Work task: From the line with "pub mod server;" to the last line of the material, both inclusive, transcribe every line exactly and nothing else.

Source material:
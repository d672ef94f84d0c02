// ============================================================================
// Activity Exporter Library
// ============================================================================

//! Prometheus exporter for script file-processing reports.
//!
//! Worker scripts post a report per processed file. Reports feed counters and
//! histograms, and a live per-script activity gauge that falls back to zero
//! once the script has been silent for the configured idle timeout.
//!
//! # Examples
//!
//! ```
//! use activity_exporter::{ActivityEvent, ActivityTracker, MemorySink};
//! use std::sync::Arc;
//! use std::time::Duration;
//!
//! # #[tokio::main(flavor = "current_thread")]
//! # async fn main() {
//! let sink = Arc::new(MemorySink::new());
//! let tracker = ActivityTracker::new(sink.clone(), Duration::from_secs(60));
//!
//! assert_eq!(tracker.record(&ActivityEvent::new("ingest.py", "orders.csv")), 1);
//! assert_eq!(tracker.record(&ActivityEvent::new("ingest.py", "orders.csv")), 2);
//! assert_eq!(sink.value("ingest.py", "orders.csv"), Some(2));
//! # }
//! ```

pub mod activity;
pub mod config;
pub mod core;
pub mod metrics;
pub mod server;
pub mod web;

// Re-export main types for convenience
pub use activity::{
    ActivitySnapshot, ActivityTable, ActivityTracker, ExpirationScheduler, MemorySink, MetricSink,
    PrometheusSink, SinkError,
};
pub use config::ExporterConfig;
pub use crate::core::{ActivityEvent, ExporterError, FileMetrics, Result};
pub use metrics::FileMetricsRegistry;
pub use server::HttpServer;
pub use web::{AppState, WebError, router};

Response below:
pub mod server;
pub mod web;

// Re-export main types for convenience
pub use activity::{
    ActivitySnapshot, ActivityTable, ActivityTracker, ExpirationScheduler, MemorySink, MetricSink,
    PrometheusSink, SinkError,
};
pub use config::ExporterConfig;
pub use crate::core::{ActivityEvent, ExporterError, FileMetrics, Result};
pub use metrics::FileMetricsRegistry;
pub use server::HttpServer;
pub use web::{AppState, WebError, router};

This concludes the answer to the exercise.